In the life’s journey when strangers eventually turn into the most beloved ones, it gives you awesome and in fact a very pleasing yet soothing feeling. It is indeed a sensation of tranquility and extreme harmony to have sincere, pure and true people in your life’s diary, in your heart and in your world.
But at times the hour takes a turn and you might realize some how some where that you are ignored. Or perhaps one gets a feeling of having tarnished barriers coming in between some warming relations. Whatever the case may be there comes this moment of COLDNESS.
Yes, coldness and impassiveness in hearts, in behaviors, in attitudes and some times in thy souls. The feeling of someone being prioritized over you is the most heart wrenching one. And this is the moment when relations start having cracks. When sentiments are hurt and hearts are shattered. When words are not uttered but remained in hearts and thus they are poisoned. When trusts are broken into flakes and memoirs are burnt into ashes.
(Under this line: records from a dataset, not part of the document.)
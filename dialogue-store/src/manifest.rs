//! Wire types for the chunked search data set.
//!
//! The asset build publishes `manifest.json` plus gzip-framed chunk files
//! under one base URL; `CacheMetadata` is what we persist locally alongside
//! the decompressed chunks. Unknown extra fields (per-chunk sizes, dialogue
//! counts) are tolerated and ignored.

use std::collections::BTreeMap;

use serde::{Deserialize, Serialize};

use crate::record::DialogueRecord;

/// One downloadable chunk as listed by the manifest.
#[derive(Debug, Clone, Serialize, Deserialize)]
#[serde(rename_all = "camelCase")]
pub struct ChunkEntry {
    pub filename: String,
    pub index: u32,
}

/// The download plan for one data version. Read-only to the client.
#[derive(Debug, Clone, Serialize, Deserialize)]
#[serde(rename_all = "camelCase")]
pub struct ChunkManifest {
    /// Opaque cache-busting token; mismatch invalidates the whole cache.
    pub version: String,
    #[serde(default)]
    pub timestamp: i64,
    pub total_chunks: u32,
    /// Informational only.
    #[serde(default)]
    pub total_compressed_size: u64,
    /// Event identifier to display name.
    #[serde(default)]
    pub event_names: BTreeMap<String, String>,
    pub chunks: Vec<ChunkEntry>,
}

/// Decompressed content of one chunk file. Chunk order is not semantically
/// significant for merging, only for progress display.
#[derive(Debug, Clone, Serialize, Deserialize)]
#[serde(rename_all = "camelCase")]
pub struct ChunkPayload {
    pub dialogues: Vec<DialogueRecord>,
}

/// Persisted alongside the cached chunk payloads. If `version` does not
/// match the currently required version, every cached chunk is stale.
#[derive(Debug, Clone, Serialize, Deserialize)]
#[serde(rename_all = "camelCase")]
pub struct CacheMetadata {
    pub version: String,
    pub timestamp: i64,
    pub total_chunks: u32,
    #[serde(default)]
    pub event_names: BTreeMap<String, String>,
}

#[cfg(test)]
mod tests {
    use super::*;

    #[test]
    fn manifest_tolerates_extra_chunk_fields() {
        let json = r#"{
            "version": "2026-08-01",
            "timestamp": 1754006400000,
            "totalChunks": 1,
            "totalCompressedSize": 1024,
            "eventNames": {"12": "Starlit Banquet"},
            "chunks": [
                {"filename": "search-chunk-0.gz", "index": 0,
                 "uncompressedSize": 4096, "compressedSize": 1024, "dialogueCount": 7}
            ]
        }"#;
        let m: ChunkManifest = serde_json::from_str(json).unwrap();
        assert_eq!(m.total_chunks, 1);
        assert_eq!(m.chunks[0].filename, "search-chunk-0.gz");
        assert_eq!(m.event_names["12"], "Starlit Banquet");
    }

    #[test]
    fn manifest_defaults_optional_fields() {
        let json = r#"{"version":"v1","totalChunks":0,"chunks":[]}"#;
        let m: ChunkManifest = serde_json::from_str(json).unwrap();
        assert_eq!(m.timestamp, 0);
        assert!(m.event_names.is_empty());
    }
}
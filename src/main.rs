use std::error::Error;

use dialogue_store::{
    BarProgress, DialogueStore, ScenarioType, SearchFilter, StoreConfig, group_results,
};
use tracing_subscriber::EnvFilter;

#[tokio::main]
async fn main() -> Result<(), Box<dyn Error>> {
    // Load environment variables from .env file when present.
    let _ = dotenvy::dotenv();

    let filter = EnvFilter::try_from_default_env()
        .or_else(|_| EnvFilter::try_new("info"))
        .unwrap();
    tracing_subscriber::fmt().with_env_filter(filter).init();

    let query = parse_args()?;

    let cfg = StoreConfig::from_env();
    let store = DialogueStore::new(cfg);

    let progress = BarProgress::new();
    store.ensure_loaded(&progress).await?;

    let hits = store.search(&query)?;
    let groups = group_results(&hits);
    println!("{} dialogues in {} scenarios", hits.len(), groups.len());
    for g in &groups {
        if g.title.is_empty() {
            println!("\n[{}] {}", g.scenario_type, g.scenario_id);
        } else {
            println!("\n[{}] {} ({})", g.scenario_type, g.scenario_id, g.title);
        }
        for d in &g.records {
            println!("  {}: {}", d.speaker, d.content.replace('\n', " "));
        }
    }

    let bytes = store.estimate_cache_size().await?;
    tracing::info!(bytes, "cache size estimate");

    Ok(())
}

/// CLI shape: `scenario-search [PATTERN] [--speaker NAME]... [--type TAG]...`
fn parse_args() -> Result<SearchFilter, Box<dyn Error>> {
    let mut query = SearchFilter::default();
    let mut args = std::env::args().skip(1);
    while let Some(arg) = args.next() {
        match arg.as_str() {
            "--speaker" => {
                let name = args.next().ok_or("--speaker needs a value")?;
                query.speakers.push(name);
            }
            "--type" => {
                let tag = args.next().ok_or("--type needs a value")?;
                let ty = ScenarioType::parse(&tag)
                    .ok_or_else(|| format!("unknown scenario type: {tag}"))?;
                query.scenario_types.insert(ty);
            }
            pattern => query.content_pattern = Some(pattern.to_string()),
        }
    }
    Ok(query)
}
Where a single path bifurcates and bonds are broken so ended.
‘Tis are the say, but the numbness of sentiments results. Beings are deadpan and souls are separated.
Ah! The ache, the soreness, the twinge, the throb… eats you. The bitterness eats you too, like a termite. Separation kills you and memoirs keep on stinging thy brain and being.
But still the LIFE GOES ON, for it has to..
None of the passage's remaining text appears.